# WHAT THE TASK REQUIRES
Within the records below is a range that opens at the line with "repository f9d024cc679abbc6" and closes at the line with "mod search_engine_client;". Return that range word for word, both ends included, and only that range.

# DATA EXTRACTS
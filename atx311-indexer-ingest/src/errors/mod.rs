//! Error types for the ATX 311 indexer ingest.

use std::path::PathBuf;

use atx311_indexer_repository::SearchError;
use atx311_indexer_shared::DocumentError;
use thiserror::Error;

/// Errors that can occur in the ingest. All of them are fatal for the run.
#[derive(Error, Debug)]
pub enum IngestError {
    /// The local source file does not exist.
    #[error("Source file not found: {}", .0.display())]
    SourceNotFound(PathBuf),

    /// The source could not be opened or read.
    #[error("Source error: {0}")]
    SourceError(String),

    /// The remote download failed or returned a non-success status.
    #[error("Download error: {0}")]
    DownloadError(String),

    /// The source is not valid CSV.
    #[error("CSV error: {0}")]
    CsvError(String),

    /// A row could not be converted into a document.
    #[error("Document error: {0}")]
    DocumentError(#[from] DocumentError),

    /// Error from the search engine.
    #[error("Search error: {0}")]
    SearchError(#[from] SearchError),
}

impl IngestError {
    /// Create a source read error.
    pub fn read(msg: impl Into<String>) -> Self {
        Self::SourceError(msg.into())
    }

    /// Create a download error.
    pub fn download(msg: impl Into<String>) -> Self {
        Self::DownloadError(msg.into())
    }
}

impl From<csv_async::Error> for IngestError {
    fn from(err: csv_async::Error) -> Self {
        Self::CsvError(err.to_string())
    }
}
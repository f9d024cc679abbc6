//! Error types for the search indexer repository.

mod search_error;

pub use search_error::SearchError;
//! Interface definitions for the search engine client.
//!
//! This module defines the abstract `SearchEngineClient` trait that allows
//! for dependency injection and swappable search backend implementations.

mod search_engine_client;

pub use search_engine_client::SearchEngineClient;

---

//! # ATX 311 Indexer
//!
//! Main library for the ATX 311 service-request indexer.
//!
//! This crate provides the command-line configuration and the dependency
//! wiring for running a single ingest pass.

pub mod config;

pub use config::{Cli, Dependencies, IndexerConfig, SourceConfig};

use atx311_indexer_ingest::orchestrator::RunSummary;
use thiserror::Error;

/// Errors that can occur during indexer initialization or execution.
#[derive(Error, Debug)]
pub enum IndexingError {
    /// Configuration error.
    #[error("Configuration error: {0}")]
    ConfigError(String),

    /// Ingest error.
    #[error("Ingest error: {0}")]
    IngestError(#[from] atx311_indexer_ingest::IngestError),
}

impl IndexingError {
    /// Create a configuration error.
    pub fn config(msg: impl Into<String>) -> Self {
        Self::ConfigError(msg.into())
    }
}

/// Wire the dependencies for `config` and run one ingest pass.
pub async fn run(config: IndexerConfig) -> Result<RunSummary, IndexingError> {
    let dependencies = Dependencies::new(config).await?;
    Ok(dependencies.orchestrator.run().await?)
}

==

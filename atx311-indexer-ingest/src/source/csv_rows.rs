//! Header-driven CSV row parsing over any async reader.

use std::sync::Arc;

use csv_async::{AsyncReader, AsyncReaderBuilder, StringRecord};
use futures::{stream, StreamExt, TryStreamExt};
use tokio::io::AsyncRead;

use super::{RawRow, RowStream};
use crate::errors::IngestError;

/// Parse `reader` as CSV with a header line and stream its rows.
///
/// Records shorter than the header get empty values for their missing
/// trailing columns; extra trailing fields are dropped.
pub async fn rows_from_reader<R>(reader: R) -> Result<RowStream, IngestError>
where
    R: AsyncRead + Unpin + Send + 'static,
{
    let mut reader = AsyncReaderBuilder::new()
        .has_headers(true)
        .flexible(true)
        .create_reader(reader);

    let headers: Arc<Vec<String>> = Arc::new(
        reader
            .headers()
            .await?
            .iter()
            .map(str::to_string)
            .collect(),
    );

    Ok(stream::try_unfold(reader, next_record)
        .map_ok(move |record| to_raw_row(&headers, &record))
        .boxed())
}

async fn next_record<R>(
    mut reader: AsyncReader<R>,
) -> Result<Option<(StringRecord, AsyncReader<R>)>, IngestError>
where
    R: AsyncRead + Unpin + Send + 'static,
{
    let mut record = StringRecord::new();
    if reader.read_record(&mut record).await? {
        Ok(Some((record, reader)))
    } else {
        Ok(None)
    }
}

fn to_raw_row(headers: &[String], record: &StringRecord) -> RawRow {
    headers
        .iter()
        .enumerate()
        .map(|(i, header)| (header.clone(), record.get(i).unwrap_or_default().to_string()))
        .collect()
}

# EXERCISE ANSWER
repository f9d024cc679abbc6
//! Error types for the search indexer repository.

mod search_error;

pub use search_error::SearchError;
//! Interface definitions for the search engine client.
//!
//! This module defines the abstract `SearchEngineClient` trait that allows
//! for dependency injection and swappable search backend implementations.

mod search_engine_client;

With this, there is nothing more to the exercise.